Thursday, September 15, 2011

My Will.



Those of you that know me know of my abiding love for the works of Will Shakespeare. OMG! I love that man. The music in his words, his puns and double entendres, his passionate love scenes his love of the dramatic, his sense of the ridiculous. I wonder can men be bawds? If so Will was both bard and bawd. I read something recently about him and I’m para phrasing it here - I can’t remember it exactly nor the author. It described writers as magpies who love not shiny objects but interesting words, or little bits and pieces of information that are stored in the database in our brains to be taken out and mulled over and regurgitated in some piece we write, perhaps even years later.

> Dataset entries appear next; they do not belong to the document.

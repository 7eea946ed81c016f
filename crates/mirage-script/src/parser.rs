//! Recursive descent parser for artifact modules.
//!
//! Covers the ESM + JSX subset that generated components are written in.
//! JSX is parsed at character level by borrowing the lexer directly; the
//! parser never holds a lookahead token while doing so.

use std::sync::Arc;

use crate::ast::*;
use crate::error::{ScriptError, ScriptResult};
use crate::lexer::{Lexer, Punct, Spanned, TemplatePart, Token};

/// Expression nesting limit, keeps hostile input from exhausting the stack.
const MAX_NESTING: usize = 128;

/// Keywords this parser recognises but does not implement
const UNSUPPORTED: &[&str] = &[
    "for", "while", "do", "switch", "try", "class", "async", "await", "yield", "this", "delete",
];

/// Parse a module
pub fn parse(source: &str) -> ScriptResult<Program> {
    Parser::new(source).parse_program()
}

/// Parse a single expression (used for template substitutions and tests)
pub fn parse_expression(source: &str) -> ScriptResult<Expr> {
    let mut parser = Parser::new(source);
    let expr = parser.parse_expression()?;
    parser.expect_eof()?;
    Ok(expr)
}

type Checkpoint<'a> = (Lexer<'a>, Option<Spanned>, usize);

pub struct Parser<'a> {
    lexer: Lexer<'a>,
    peeked: Option<Spanned>,
    function_depth: usize,
    nesting: usize,
}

Writers need a smattering of psychology and of philosophy. We don’t need to read all philosophies or examine all psychological analysis, we can simply rob something from a book on such weighty matters, we usually have inquisitive acquisitive minds. The internet was a godsend to us for it gives us access to information that might have required a lot of effort otherwise. You can tell a fiction writer from his\her library. Its contents will neither flatter the eye nor indicate any systematic capacity for reading. Instead of neat rows of well bound books you will find dog-eared books on witchcraft, animal training, second hand dictionaries and guides to punctuation and grammar.  Un scholarly history books, travel books, some great writers some contemporary writers, some not so great writers who simply tell great tales, notebooks full of odd facts picked up in pubs, betting shops, knitting circles, cobblers, shops, on buses, in taxis, on the radio.

What no amount of academic training can bestow on any potential writer (and we all have potential) is the gift of words. It cannot teach the fundamental skill of putting words together in surprising patterns which seem to reflect some previously unguessed truth about life. And this was Will’s great ability – he told truths in a new way to an undereducated populace who lived short brutal lives. Of course they weren’t  even then, new truths. All the great truths were already there, and have been since Man first stood erect and thought. People may not have experienced them at that stage but that does not mean they did not exist. So reading, reading widely and listening and observing are all vital to any writer of fiction and I believe that there must also be an innate curiousity about everything about ability to work things out for oneself.

Why am I telling yiz all this? Sure, ye probably knew it all already!